*TASK PROMPT*. Filter the material below down to the lines containing the word "ZeroGraph".

★ ★ ★

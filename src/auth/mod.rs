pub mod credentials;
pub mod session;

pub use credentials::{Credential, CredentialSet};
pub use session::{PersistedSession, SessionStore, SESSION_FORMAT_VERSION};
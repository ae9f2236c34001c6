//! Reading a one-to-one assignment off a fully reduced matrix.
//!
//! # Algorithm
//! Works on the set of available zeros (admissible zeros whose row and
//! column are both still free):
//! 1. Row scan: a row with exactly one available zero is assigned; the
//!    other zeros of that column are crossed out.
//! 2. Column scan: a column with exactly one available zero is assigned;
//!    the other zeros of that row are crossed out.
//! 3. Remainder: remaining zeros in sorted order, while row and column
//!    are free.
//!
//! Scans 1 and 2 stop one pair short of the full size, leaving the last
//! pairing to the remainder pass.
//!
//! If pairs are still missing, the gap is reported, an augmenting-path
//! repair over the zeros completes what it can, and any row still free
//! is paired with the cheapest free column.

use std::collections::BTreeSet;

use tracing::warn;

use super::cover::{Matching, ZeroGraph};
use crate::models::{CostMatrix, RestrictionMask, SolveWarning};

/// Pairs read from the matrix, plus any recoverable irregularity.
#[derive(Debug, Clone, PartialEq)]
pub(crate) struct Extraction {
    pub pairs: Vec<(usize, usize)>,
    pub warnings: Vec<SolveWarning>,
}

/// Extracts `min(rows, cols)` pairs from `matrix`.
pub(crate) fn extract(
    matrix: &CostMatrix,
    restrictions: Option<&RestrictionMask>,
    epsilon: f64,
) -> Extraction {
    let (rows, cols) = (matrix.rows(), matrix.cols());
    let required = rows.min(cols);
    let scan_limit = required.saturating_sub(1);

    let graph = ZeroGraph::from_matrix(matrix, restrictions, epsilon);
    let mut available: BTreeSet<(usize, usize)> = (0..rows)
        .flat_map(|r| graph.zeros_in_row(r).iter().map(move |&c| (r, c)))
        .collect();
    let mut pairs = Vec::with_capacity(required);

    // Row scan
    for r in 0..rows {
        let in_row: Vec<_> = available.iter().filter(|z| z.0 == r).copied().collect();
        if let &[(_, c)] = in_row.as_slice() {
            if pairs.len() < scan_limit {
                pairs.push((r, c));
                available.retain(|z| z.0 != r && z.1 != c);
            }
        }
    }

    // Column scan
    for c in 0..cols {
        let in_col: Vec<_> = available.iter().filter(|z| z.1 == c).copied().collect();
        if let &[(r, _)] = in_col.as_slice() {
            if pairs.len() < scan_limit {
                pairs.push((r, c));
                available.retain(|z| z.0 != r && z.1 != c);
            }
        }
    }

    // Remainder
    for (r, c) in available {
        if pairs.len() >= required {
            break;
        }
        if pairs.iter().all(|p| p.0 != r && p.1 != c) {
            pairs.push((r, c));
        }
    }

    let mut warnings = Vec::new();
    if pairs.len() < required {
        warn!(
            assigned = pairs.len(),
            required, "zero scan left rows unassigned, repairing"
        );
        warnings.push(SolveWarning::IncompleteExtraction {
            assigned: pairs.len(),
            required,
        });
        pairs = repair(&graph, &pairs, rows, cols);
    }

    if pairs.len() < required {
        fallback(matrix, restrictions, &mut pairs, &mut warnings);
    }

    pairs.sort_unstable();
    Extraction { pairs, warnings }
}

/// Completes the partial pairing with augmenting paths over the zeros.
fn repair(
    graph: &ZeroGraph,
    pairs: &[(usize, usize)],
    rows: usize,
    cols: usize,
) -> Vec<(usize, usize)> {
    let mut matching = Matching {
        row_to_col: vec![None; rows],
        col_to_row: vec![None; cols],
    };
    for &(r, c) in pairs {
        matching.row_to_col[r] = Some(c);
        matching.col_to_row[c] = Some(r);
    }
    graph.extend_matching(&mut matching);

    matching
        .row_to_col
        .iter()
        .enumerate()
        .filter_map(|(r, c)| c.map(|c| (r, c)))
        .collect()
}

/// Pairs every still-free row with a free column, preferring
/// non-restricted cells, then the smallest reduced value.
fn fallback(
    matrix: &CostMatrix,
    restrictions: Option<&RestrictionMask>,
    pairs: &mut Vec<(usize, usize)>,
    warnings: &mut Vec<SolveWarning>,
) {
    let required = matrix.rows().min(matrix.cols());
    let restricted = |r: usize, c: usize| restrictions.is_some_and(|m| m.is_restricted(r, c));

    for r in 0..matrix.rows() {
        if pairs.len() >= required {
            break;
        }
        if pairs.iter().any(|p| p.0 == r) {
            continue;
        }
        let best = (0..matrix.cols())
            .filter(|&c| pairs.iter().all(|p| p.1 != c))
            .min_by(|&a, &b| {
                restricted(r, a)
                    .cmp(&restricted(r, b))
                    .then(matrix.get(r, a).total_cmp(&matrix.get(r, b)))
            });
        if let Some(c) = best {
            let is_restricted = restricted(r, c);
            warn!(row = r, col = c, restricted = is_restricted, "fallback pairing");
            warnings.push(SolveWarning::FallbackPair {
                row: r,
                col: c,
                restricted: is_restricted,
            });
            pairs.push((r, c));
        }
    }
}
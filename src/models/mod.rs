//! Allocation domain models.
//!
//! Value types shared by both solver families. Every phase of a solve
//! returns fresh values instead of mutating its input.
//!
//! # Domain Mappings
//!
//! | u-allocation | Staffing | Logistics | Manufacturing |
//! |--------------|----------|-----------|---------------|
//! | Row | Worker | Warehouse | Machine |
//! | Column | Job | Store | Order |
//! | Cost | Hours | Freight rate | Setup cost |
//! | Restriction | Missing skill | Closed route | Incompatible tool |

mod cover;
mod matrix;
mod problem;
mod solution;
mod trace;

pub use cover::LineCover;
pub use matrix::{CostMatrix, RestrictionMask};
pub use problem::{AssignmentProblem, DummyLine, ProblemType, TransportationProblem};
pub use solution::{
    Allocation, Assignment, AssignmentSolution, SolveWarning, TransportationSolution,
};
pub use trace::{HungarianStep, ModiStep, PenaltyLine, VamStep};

★ ★ ★

*EXPECTED ANSWER*.
use super::cover::{Matching, ZeroGraph};
    let graph = ZeroGraph::from_matrix(matrix, restrictions, epsilon);
    graph: &ZeroGraph,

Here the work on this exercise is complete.